In an embodiment, to improve motion estimation, the SaVE 120 may use the calculated GMV(Δd_h,Δd_v) value in the UMHS and EPZS algorithms as a predictor (SPx,SPy). The SaVE predictor may be first attempted in the algorithms before using UMHS and EPZS predictors, e.g. conventional UMHS and EPZS predictors. The SaVE predictors may be defined according to:
$\begin{matrix} {\begin{matrix} SPx = x + Δ d_{h}, \\ SPy = y + Δ d_{v}, \end{matrix} & (12) \end{matrix}$
where x and y may be the horizontal and vertical coordinates, respectively, of the current block to be encoded. In an embodiment, an Arbitrary Strategy may be adopted for using the SaVE predictors as the initial search position in the motion estimation algorithms. The Arbitrary Strategy may use the SaVE predictors as initial predictors for all macro-blocks in a video frame. The drawback of the Arbitrary Strategy may be that it may excessively emphasize on the measured global motion while ignoring the local motion and the correlations between spatially adjacent blocks. Thus, the Arbitrary Strategy may not provide substantial gain over UMHS and EPZS.
Alternatively, a Selective Strategy that considers both global and local motion may be adopted for the SaVE predictors. The Selective Strategy may be based on examining many insertion strategies, e.g. attempting the insertion with different number of blocks and different locations of the picture. The Selective Strategy may insert the SaVE predictors into the top and left boundary of a video picture. Accordingly, UMHS and EPZS predictors may spread the current motion vector tendency to the remaining blocks in the lower and right part of the video picture, since they may substantially rely on the top and left neighbors of the current block. As a result, the Selective Strategy may spread the global motion estimated from sensors to the entire video picture. For instance, the macro-block located at the i^thcolumn and j^throw in a video picture may be denoted by MB_(i,j)(where MB_(0,0)may be regarded as the top-left macro-block). The Selective Strategy may use the SaVE predictors as the initial search position when i or j is less than n, where n is an integer that may be determined empirically. For example, the value of n equal to about two may be used. Otherwise, UMHS and EPZS predictors may be used if the condition above is not satisfied, e.g. when i and j are greater than n. The Selective strategy may improve UMHS/EPZS performance since it uses the SaVE predictors, which may reflect the global motion estimated from sensors, and respects the spatial correlations of adjacent blocks by using UMHS and EPZS predictors.
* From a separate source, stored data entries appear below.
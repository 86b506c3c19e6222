pub mod config;
pub mod logging;

pub mod batch;
pub mod catalog;
pub mod control;
pub mod fetcher;
pub mod http;
pub mod media;
pub mod placeholder;
pub mod resolver;
pub mod retry;
pub mod storage;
FIG. 6 illustrates an optical model 600 for change in object positioning with respect to the movement of a camera, such as the camera 401. Specifically, FIG. 6 shows a first position of an object 630 with respect to a non-tilted position 640 of the camera lens and a second position of the object 630 with respect to a tilted position 642 of the camera lens. The first position of the object 630 may be about horizontal to the plane of the camera lens 640 and the second position of the object 630 may be rotated or tilted from the horizontal plane of the camera lens 640. The change in the angle of the camera may result in the movement of the captured image of the object 630 in the camera's charge-coupled device (CCD) 650.
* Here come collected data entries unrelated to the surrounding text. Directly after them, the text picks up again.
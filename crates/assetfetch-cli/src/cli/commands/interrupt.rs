//! Ctrl-C wiring for `assetfetch run`: the first interrupt stops the run at the
//! next entry boundary, a second one exits immediately.

use assetfetch_core::control::RunControl;
use std::io;

/// Exit status after a second interrupt (128 + SIGINT).
const INTERRUPTED_EXIT_CODE: i32 = 130;

#[derive(Debug, Clone, Copy, PartialEq, Eq)]
pub(crate) enum InterruptAction {
    /// A stop was requested; the in-flight entry finishes first.
    StopRequested,
    /// A stop was already pending; give up without waiting.
    Exit,
}

pub(crate) fn on_interrupt(control: &RunControl) -> InterruptAction {
    if control.is_stop_requested() {
        InterruptAction::Exit
    } else {
        control.request_stop();
        InterruptAction::StopRequested
    }
}

/// Listen for Ctrl-C on a background thread with its own single-threaded runtime.
pub(crate) fn spawn_interrupt_listener(control: RunControl) -> io::Result<()> {
    let rt = tokio::runtime::Builder::new_current_thread()
        .enable_all()
        .build()?;
    std::thread::Builder::new()
        .name("assetfetch-interrupt".to_string())
        .spawn(move || {
            rt.block_on(async move {
                loop {
                    if let Err(e) = tokio::signal::ctrl_c().await {
                        tracing::warn!(error = %e, "interrupt listener stopped");
                        return;
                    }
                    match on_interrupt(&control) {
                        InterruptAction::StopRequested => {
                            tracing::info!("interrupt received; stopping after the current entry");
                            eprintln!("Stopping after the current entry (Ctrl-C again to quit now).");
                        }
                        InterruptAction::Exit => {
                            tracing::warn!("second interrupt; exiting");
                            std::process::exit(INTERRUPTED_EXIT_CODE);
                        }
                    }
                }
            })
        })?;
    Ok(())
}

#[cfg(test)]
mod tests {
    use super::*;

    #[test]
    fn first_interrupt_stops_second_exits() {
        let control = RunControl::new();
        let runner_side = control.clone();
        assert_eq!(on_interrupt(&control), InterruptAction::StopRequested);
        assert!(runner_side.check().is_err());
        assert_eq!(on_interrupt(&control), InterruptAction::Exit);
    }
}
The object 630 in line of view of the camera may be denoted by A, the distance of the object 630 from the camera lens may be denoted by z, and the optical center of the CCD 650 may be dented by O. The projection of A on the CCD 650 may be located at a distance h₁from O. When the camera lens rotates by an angle difference θ, the new projection of A on a rotated CCD 652 may be located at h₂from the center of the CCD 652. To predict the motion vector, the object movement in the CCD or the image movement (h₂−h₁) due to the rotation (θ) may be calculated, instance by the module for accelerometer assisted camera movement prediction algorithm 214. Based on the camera's focal length, which may be denoted by f, a geometric optical analysis may lead to h₁=f·tan α and to h₂=f·tan(α+θ), similar to equations 5. Hence, the image movement may be obtained by Δh=h₂−h₁=f·{tan(α+θ)−tan α}, similar to equation 6. As shown above, for relatively small angles and limited angle differences θ in the FOV, the image movement may be approximated by Δh≈f·θ·sec²(α)≈f·θ, similar to equation 9. Therefore, the optical model parameters f and θ may be sufficient to estimate the image movement. The movement in pixels may then be calculated by dividing the calculated distance by the pixel pitch of the CCD.
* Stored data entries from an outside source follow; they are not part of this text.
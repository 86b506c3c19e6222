//! `assetfetch run` – drive a catalog through the batch runner.

use anyhow::{bail, Context, Result};
use assetfetch_core::batch::{format_hms, BatchObserver, BatchRunner, EntryOutcome, ProgressSnapshot};
use assetfetch_core::catalog::{load_catalog, AssetCatalogEntry};
use assetfetch_core::config::{AssetFetchConfig, PacingConfig};
use assetfetch_core::control::RunControl;
use assetfetch_core::resolver::{OfflineResolver, PexelsResolver, SourceResolver};
use std::path::Path;

use super::interrupt::spawn_interrupt_listener;

/// Prints one line per settled entry.
struct ConsoleObserver;

impl BatchObserver for ConsoleObserver {
    fn on_entry_settled(
        &mut self,
        entry: &AssetCatalogEntry,
        outcome: &EntryOutcome,
        progress: &ProgressSnapshot,
    ) {
        println!(
            "[{}/{}] {:<12} {} ({})",
            progress.completed,
            progress.total,
            outcome.label(),
            entry.destination_path.display(),
            progress
        );
        if let EntryOutcome::Failed { reason, .. } = outcome {
            eprintln!("  {}", reason);
        }
    }
}

pub fn run_batch(
    cfg: &AssetFetchConfig,
    catalog_path: &Path,
    root: Option<&Path>,
    offline: bool,
) -> Result<()> {
    let catalog = load_catalog(catalog_path, root)
        .with_context(|| format!("load catalog {}", catalog_path.display()))?;
    if catalog.is_empty() {
        println!("Catalog is empty.");
        return Ok(());
    }

    let resolver: Box<dyn SourceResolver> = if offline {
        Box::new(OfflineResolver)
    } else {
        Box::new(
            PexelsResolver::from_config(cfg)
                .context("search resolver unavailable (use --offline to only synthesize placeholders)")?,
        )
    };
    let control = RunControl::new();
    if let Err(e) = spawn_interrupt_listener(control.clone()) {
        tracing::warn!(error = %e, "could not install interrupt handler; Ctrl-C aborts immediately");
    }
    let mut runner = BatchRunner::new(resolver, cfg).with_control(control);
    if offline {
        runner = runner.with_pacing(PacingConfig::none());
    }

    tracing::info!(catalog = %catalog_path.display(), entries = catalog.len(), offline, "run started");
    let summary = runner.run(&catalog, &mut ConsoleObserver);

    println!();
    println!("{}", summary);
    println!("{:<16} {:>6}", "elapsed", format_hms(summary.elapsed));
    if summary.sidecar_failures > 0 {
        eprintln!("warning: {} sidecar table(s) could not be written", summary.sidecar_failures);
    }
    if summary.not_attempted > 0 {
        eprintln!("stopped early: {} entries not attempted", summary.not_attempted);
    }
    if summary.has_failures() {
        bail!("{} of {} entries failed", summary.failed, summary.total);
    }
    Ok(())
}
Both f and the pixel pitch may be intrinsic parameters of the optical model, for example which may be predetermined from the manufacturer. However, the angle difference θ due to rotation of the camera may be obtained from the accelerometers. A single three-axis accelerometer may be sufficient for providing the vertical movement of the camera, where the effect of the earth's gravity on acceleration measurements in three axes may be utilized to calculate the static angle of the camera. For instance, when the camera rolls down from the vertical angle α of the camera may be calculated using equation 1. The vertical angle difference θ_vmay then be obtained by deducting the measured angle of two subsequent frames (n, n−1), such as θ_v=α_n−α_n-1, and the vertical image movement may be obtained according to Δh_v=f·θ_v=f·α_n−α_n-1.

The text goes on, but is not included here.